OTel GenAI v1.0: A 30/60/90 LLM analytics blueprint

Why this matters now

OpenTelemetry’s Generative AI semantic conventions hit v1.0 in late August 2025. That milestone gives product and platform teams a stable, vendor‑neutral way to trace prompts, completions, embeddings, and tool calls across every model you run. In one week, LangChain and LlamaIndex shipped native exporters so you can emit those spans without bespoke glue code. Translation for leaders: you can finally measure cost, quality, and ROI of AI features consistently before Q4 planning.

I have run enough marathons to know that a clean split plan beats improvisation. Same in analytics. You need a clear 30, 60, and 90‑day instrumentation blueprint. Below is the plan I use with teams that want to standardize LLM analytics across OpenAI, Anthropic, and Gemini while staying close to business outcomes.
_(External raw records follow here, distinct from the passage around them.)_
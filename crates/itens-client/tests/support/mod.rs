//! In-process stand-in for the itens REST API.
//!
//! Mirrors the consumed API's contract under `/api`: list and get answer
//! 200 with JSON bodies, create answers 201 with a `Location` path relative
//! to the API root, update and delete answer 204. DTOs are defined locally
//! rather than reusing the client's so the tests catch schema drift.

use std::sync::Arc;

use axum::extract::{Path, State};
use axum::http::{header, StatusCode};
use axum::response::IntoResponse;
use axum::routing::get;
use axum::{Json, Router};
use serde::{Deserialize, Serialize};
use tokio::net::TcpListener;
use tokio::sync::RwLock;

#[derive(Clone, Serialize, Deserialize)]
struct StoredItem {
    id: u32,
    nome: String,
    descricao: String,
}

#[derive(Deserialize)]
struct NovoItem {
    nome: String,
    descricao: String,
}

#[derive(Default)]
struct Db {
    itens: Vec<StoredItem>,
    next_id: u32,
}

type SharedDb = Arc<RwLock<Db>>;

/// A conforming API double.
pub fn app() -> Router {
    let db: SharedDb = Arc::new(RwLock::new(Db {
        itens: Vec::new(),
        next_id: 1,
    }));
    Router::new()
        .route("/api/itens", get(list_itens).post(create_item))
        .route(
            "/api/itens/{id}",
            get(get_item).put(update_item).delete(delete_item),
        )
        .with_state(db)
}

/// An API double that violates the contract: the list body is not JSON,
/// create answers 201 without a `Location` header, get answers 502, and
/// update/delete answer 200 instead of 204.
pub fn misbehaving_app() -> Router {
    Router::new()
        .route(
            "/api/itens",
            get(|| async { "oops" }).post(|| async { StatusCode::CREATED }),
        )
        .route(
            "/api/itens/{id}",
            get(|| async { StatusCode::BAD_GATEWAY })
                .put(|| async { StatusCode::OK })
                .delete(|| async { StatusCode::OK }),
        )
}

/// Serve `router` on a random loopback port in a background task and
/// return the base URL to point an `ItensClient` at.
pub async fn serve(router: Router) -> String {
    let listener = TcpListener::bind("127.0.0.1:0").await.unwrap();
    let addr = listener.local_addr().unwrap();
    tokio::spawn(async move {
        axum::serve(listener, router).await.unwrap();
    });
    format!("http://{addr}/api")
}

async fn list_itens(State(db): State<SharedDb>) -> Json<Vec<StoredItem>> {
    Json(db.read().await.itens.clone())
}

async fn get_item(
    State(db): State<SharedDb>,
    Path(id): Path<u32>,
) -> Result<Json<StoredItem>, StatusCode> {
    let db = db.read().await;
    db.itens
        .iter()
        .find(|item| item.id == id)
        .cloned()
        .map(Json)
        .ok_or(StatusCode::NOT_FOUND)
}

async fn create_item(
    State(db): State<SharedDb>,
    Json(input): Json<NovoItem>,
) -> impl IntoResponse {
    let mut db = db.write().await;
    let item = StoredItem {
        id: db.next_id,
        nome: input.nome,
        descricao: input.descricao,
    };
    db.next_id += 1;
    db.itens.push(item.clone());
    (
        StatusCode::CREATED,
        [(header::LOCATION, format!("/itens/{}", item.id))],
        Json(item),
    )
}

async fn update_item(
    State(db): State<SharedDb>,
    Path(id): Path<u32>,
    Json(input): Json<StoredItem>,
) -> StatusCode {
    let mut db = db.write().await;
    match db.itens.iter_mut().find(|item| item.id == id) {
        Some(item) => {
            item.nome = input.nome;
            item.descricao = input.descricao;
            StatusCode::NO_CONTENT
        }
        None => StatusCode::NOT_FOUND,
    }
}

async fn delete_item(State(db): State<SharedDb>, Path(id): Path<u32>) -> StatusCode {
    let mut db = db.write().await;
    let before = db.itens.len();
    db.itens.retain(|item| item.id != id);
    if db.itens.len() < before {
        StatusCode::NO_CONTENT
    } else {
        StatusCode::NOT_FOUND
    }
}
Along the way, I will point to practical attribute names from the v1.0 spec, the metrics that unlock ROI, and the guardrails you need for governance. If you also care about how answer engines portray your products, Upcite.ai helps you understand how ChatGPT and other AI models are viewing your products and applications and makes sure you appear in answers to prompts like "Best products for…" or "Top applications for…".

Recent facts

2025‑08‑21: OpenTelemetry released Generative AI Semantic Conventions v1.0 covering spans and metrics for prompts, completions, embeddings, and tool calls.
2025‑08‑22: LangChain announced native OpenTelemetry exporters for GenAI events.
2025‑08‑23: LlamaIndex shipped OpenTelemetry integration for GenAI traces and evals.

What v1.0 standardizes

At a high level, you instrument three things consistently:

Completions. A CLIENT span per model call with attributes for request, usage, and response.
Tools. A span for each tool invocation, tied to the parent completion.
Embeddings. A span per embedding request that participates in the same trace.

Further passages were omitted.